I would ask the Minister not to accept the official figures which come from various licensing authorities. Let him or someone from those Departments take five or ten minutes and go round in the normal business hours of nine to five to any Underground station in and around London and let them look up the side roads, and they will be able to count, as I have done, hundreds of unlicensed vehicles. Let them go to Finsbury Park Station. This morning I took note of 34 vehicles in two roads about the length of this Chamber. Let them go into Hendon, King's Cross, Caledonian Road —which I have mentioned—Turnpike Lane, in north London.

Indeed, in Turnpike Lane I once counted 12 vehicles. There was a chap commiting a parking offence and a police car—a Z car—came along and an officer got out to see about the parking. I said to the officer, "I agree that he is causing a parking offence, but what about these vehicles?" He said, "Oh, that is so prevalent now. We can't do much about it".

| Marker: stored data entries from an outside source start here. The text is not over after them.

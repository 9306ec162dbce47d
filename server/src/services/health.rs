use super::ENDPOINTS;
use axum::Json;
use serde_json::{json, Value};

/// GET /
pub async fn root() -> Json<Value> {
    Json(json!({ "status": "ok", "message": "Image Processing API" }))
}

/// GET /api
pub async fn index() -> Json<Value> {
    Json(json!({ "status": "ok", "endpoints": ENDPOINTS }))
}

I mentioned that yesterday afternoon there was an alteration. It was in Doughty Street in the Holborn area by the crosing with Guilford Street. It was fascinating. A large coach, which I call a charabanc, was trying to turn from Guilford Street into Doughty Street and it could not do it. There was a "Keep Left" bollard in the centre and parked almost on top of the bollard was a most magnificent sports car blocking the way of the charabanc and on the other side was a beautiful red sports car, both of which were unlicensed. The policeman told the driver of the charabanc to give way and to use another road he showed him. I said, "That is all right, but tell me, can't you do something about these unlicensed cars?" I have the name of the officer and a number of people came up. I said to him, "That chap has taken the trouble to go another route because he can't get round because these cars are parked, but they are not really supposed to be on the road." Of course. nothing was done about them.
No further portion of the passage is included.